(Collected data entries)
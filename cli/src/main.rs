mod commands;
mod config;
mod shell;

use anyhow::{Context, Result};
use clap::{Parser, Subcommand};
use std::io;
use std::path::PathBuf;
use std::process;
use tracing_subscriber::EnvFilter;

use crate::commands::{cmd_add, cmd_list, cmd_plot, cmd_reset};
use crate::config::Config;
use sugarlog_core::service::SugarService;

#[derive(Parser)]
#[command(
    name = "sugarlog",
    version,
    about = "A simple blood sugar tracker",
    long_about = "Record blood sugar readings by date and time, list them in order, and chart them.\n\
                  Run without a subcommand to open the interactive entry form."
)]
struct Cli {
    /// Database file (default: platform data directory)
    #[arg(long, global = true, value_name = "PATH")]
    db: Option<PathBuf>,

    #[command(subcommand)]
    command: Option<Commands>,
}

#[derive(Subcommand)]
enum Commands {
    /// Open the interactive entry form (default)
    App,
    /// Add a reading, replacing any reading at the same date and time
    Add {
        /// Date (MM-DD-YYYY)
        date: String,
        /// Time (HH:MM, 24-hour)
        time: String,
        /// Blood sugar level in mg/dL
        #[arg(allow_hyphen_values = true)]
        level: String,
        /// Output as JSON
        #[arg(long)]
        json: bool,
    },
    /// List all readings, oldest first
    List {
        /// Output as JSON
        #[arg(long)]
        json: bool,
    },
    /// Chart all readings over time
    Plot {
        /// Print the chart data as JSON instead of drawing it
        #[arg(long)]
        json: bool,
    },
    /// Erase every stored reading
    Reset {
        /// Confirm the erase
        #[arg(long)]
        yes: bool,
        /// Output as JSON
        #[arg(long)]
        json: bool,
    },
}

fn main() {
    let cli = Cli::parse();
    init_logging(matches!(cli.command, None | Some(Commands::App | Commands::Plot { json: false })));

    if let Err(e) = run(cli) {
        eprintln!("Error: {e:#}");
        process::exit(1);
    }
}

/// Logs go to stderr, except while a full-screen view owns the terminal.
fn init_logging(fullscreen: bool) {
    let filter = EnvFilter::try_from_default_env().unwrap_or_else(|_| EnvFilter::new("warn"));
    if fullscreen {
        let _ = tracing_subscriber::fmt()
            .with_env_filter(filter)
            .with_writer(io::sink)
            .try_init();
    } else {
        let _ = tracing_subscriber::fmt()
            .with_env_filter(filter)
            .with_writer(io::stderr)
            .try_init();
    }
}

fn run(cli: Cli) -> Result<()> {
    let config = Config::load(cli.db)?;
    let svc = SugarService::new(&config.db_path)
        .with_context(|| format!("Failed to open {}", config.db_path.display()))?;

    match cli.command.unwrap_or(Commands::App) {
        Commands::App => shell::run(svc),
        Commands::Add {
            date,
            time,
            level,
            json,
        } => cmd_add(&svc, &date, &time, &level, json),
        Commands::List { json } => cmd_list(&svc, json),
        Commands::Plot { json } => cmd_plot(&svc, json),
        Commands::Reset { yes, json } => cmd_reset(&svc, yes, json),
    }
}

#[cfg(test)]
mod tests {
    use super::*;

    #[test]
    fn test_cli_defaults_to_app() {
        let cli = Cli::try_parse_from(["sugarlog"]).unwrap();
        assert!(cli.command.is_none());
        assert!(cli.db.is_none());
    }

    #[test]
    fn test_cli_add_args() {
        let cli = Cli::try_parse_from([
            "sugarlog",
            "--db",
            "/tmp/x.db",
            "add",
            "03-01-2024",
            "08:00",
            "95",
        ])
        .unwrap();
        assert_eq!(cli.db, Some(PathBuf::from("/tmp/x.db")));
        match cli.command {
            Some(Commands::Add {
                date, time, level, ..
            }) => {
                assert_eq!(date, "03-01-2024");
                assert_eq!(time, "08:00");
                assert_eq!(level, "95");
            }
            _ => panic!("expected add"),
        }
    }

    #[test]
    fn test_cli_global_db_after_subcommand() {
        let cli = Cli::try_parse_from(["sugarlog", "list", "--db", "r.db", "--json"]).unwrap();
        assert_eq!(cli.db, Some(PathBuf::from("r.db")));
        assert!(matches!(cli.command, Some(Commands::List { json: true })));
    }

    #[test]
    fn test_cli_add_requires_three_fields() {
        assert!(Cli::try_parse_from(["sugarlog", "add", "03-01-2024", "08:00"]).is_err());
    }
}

> [WHAT THE EXERCISE ASKS]: For every line of the records that has the word "readings" in it, make a copy.

> [EXPECTED OUTPUT]:
    long_about = "Record blood sugar readings by date and time, list them in order, and chart them.\n\
    /// List all readings, oldest first
    /// Chart all readings over time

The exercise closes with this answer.